Give back the lines of the records exactly, starting at the first and ending at the one with "there is one.".
----
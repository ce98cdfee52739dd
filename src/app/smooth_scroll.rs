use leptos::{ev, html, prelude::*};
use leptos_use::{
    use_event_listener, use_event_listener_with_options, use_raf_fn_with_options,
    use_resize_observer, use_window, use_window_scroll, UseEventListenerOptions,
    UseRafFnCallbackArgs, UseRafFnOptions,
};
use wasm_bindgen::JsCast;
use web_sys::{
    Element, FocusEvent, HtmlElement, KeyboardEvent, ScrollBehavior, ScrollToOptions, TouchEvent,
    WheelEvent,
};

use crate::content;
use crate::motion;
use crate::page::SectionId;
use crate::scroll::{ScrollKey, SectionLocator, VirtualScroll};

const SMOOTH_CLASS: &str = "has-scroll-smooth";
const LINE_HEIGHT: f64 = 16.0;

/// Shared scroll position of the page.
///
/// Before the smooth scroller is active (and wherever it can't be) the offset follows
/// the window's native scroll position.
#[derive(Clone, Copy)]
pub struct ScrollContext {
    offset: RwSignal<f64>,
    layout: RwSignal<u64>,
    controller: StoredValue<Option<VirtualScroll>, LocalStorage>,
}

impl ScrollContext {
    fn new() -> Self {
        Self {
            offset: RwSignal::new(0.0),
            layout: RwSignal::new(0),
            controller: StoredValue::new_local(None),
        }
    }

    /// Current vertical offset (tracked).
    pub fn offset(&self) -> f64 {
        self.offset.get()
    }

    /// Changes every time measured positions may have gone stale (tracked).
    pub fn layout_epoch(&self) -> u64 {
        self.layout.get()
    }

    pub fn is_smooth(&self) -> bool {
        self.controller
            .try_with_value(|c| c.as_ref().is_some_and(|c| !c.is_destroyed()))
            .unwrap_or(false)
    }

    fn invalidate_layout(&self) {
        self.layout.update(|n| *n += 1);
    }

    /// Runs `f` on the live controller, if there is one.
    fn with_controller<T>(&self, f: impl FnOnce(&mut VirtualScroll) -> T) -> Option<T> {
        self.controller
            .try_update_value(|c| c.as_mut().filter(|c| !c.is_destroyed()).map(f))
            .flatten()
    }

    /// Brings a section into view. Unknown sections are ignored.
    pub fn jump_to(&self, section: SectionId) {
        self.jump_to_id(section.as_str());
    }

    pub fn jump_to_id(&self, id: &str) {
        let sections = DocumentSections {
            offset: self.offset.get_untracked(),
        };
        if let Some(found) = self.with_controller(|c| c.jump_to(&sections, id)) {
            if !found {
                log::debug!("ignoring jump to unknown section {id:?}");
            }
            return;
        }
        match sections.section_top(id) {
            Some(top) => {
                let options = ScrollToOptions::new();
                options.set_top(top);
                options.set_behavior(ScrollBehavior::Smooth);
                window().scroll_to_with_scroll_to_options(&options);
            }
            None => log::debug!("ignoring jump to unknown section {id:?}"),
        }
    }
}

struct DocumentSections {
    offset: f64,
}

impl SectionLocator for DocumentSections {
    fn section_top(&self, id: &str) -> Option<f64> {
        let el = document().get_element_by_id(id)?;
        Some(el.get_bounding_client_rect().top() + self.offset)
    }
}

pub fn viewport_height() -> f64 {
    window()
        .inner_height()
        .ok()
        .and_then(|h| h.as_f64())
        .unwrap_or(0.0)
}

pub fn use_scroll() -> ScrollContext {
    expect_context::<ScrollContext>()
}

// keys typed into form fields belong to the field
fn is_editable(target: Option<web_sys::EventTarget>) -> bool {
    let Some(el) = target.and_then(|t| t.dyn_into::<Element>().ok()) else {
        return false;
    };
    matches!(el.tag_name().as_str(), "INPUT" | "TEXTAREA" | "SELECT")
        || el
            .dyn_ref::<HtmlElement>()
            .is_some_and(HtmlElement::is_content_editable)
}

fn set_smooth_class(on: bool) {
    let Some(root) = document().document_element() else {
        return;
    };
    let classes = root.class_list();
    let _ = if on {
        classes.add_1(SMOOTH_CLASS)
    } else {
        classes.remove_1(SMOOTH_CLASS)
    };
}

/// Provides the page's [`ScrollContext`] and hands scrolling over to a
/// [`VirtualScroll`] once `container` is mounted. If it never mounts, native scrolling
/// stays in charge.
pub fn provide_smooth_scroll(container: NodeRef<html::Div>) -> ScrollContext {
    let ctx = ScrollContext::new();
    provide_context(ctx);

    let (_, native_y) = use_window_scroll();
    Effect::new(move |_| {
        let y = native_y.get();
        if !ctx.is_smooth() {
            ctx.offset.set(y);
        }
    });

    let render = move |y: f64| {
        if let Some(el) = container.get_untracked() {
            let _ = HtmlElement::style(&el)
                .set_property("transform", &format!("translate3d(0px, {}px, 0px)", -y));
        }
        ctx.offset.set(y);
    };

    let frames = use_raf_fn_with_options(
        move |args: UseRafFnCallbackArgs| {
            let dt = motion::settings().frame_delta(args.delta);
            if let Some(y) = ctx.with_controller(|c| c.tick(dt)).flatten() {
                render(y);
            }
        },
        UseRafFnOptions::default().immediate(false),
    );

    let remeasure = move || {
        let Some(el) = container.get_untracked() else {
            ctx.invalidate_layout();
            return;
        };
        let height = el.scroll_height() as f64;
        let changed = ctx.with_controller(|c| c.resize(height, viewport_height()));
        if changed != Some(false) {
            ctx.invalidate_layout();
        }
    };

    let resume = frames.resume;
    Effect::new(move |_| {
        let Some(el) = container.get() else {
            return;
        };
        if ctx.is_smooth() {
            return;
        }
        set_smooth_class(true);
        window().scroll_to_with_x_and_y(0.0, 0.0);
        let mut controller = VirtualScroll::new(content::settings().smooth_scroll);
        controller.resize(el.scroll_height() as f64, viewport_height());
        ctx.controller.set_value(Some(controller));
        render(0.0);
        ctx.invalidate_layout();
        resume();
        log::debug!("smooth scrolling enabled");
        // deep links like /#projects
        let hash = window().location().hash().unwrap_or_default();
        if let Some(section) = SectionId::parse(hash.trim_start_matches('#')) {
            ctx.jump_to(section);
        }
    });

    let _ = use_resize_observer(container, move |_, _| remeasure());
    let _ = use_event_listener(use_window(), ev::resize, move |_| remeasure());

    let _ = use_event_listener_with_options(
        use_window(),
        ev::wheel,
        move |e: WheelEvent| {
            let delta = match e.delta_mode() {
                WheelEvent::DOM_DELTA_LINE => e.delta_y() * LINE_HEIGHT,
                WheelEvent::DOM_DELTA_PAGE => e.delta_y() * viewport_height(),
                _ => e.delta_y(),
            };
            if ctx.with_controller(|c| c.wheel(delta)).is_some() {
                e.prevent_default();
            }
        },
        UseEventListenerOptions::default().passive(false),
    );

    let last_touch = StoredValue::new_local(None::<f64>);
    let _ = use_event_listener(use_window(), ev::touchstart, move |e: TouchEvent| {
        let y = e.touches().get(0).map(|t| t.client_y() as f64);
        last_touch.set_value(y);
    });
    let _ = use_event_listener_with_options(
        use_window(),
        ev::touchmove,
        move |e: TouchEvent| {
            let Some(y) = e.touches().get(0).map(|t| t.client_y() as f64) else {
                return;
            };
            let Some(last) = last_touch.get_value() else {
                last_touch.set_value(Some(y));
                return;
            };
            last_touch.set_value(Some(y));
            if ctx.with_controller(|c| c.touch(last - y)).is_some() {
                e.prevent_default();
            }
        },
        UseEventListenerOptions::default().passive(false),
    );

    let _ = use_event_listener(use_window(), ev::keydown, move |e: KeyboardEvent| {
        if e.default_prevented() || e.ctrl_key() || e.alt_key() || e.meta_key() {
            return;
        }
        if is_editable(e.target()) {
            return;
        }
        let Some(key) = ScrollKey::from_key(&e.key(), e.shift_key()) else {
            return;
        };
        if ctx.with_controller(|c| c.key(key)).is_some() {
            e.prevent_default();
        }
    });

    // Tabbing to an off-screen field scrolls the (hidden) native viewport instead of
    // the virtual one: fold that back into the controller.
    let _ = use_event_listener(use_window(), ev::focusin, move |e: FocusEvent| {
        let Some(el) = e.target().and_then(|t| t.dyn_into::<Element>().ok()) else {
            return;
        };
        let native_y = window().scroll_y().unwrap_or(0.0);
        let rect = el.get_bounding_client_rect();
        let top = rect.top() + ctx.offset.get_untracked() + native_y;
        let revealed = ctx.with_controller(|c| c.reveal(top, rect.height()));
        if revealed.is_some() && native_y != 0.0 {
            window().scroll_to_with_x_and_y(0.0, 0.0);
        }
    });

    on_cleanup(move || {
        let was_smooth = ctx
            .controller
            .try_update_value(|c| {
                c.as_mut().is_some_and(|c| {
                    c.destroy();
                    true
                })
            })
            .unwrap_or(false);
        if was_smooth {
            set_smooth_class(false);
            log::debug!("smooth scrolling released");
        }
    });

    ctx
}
----
#### Written answer
repository ce98cdfee52739dd
filename src/app/smooth_scroll.rs
use leptos::{ev, html, prelude::*};
use leptos_use::{
    use_event_listener, use_event_listener_with_options, use_raf_fn_with_options,
    use_resize_observer, use_window, use_window_scroll, UseEventListenerOptions,
    UseRafFnCallbackArgs, UseRafFnOptions,
};
use wasm_bindgen::JsCast;
use web_sys::{
    Element, FocusEvent, HtmlElement, KeyboardEvent, ScrollBehavior, ScrollToOptions, TouchEvent,
    WheelEvent,
};

use crate::content;
use crate::motion;
use crate::page::SectionId;
use crate::scroll::{ScrollKey, SectionLocator, VirtualScroll};

const SMOOTH_CLASS: &str = "has-scroll-smooth";
const LINE_HEIGHT: f64 = 16.0;

/// Shared scroll position of the page.
///
/// Before the smooth scroller is active (and wherever it can't be) the offset follows
/// the window's native scroll position.
#[derive(Clone, Copy)]
pub struct ScrollContext {
    offset: RwSignal<f64>,
    layout: RwSignal<u64>,
    controller: StoredValue<Option<VirtualScroll>, LocalStorage>,
}

impl ScrollContext {
    fn new() -> Self {
        Self {
            offset: RwSignal::new(0.0),
            layout: RwSignal::new(0),
            controller: StoredValue::new_local(None),
        }
    }

    /// Current vertical offset (tracked).
    pub fn offset(&self) -> f64 {
        self.offset.get()
    }

    /// Changes every time measured positions may have gone stale (tracked).
    pub fn layout_epoch(&self) -> u64 {
        self.layout.get()
    }

    pub fn is_smooth(&self) -> bool {
        self.controller
            .try_with_value(|c| c.as_ref().is_some_and(|c| !c.is_destroyed()))
            .unwrap_or(false)
    }

    fn invalidate_layout(&self) {
        self.layout.update(|n| *n += 1);
    }

    /// Runs `f` on the live controller, if there is one.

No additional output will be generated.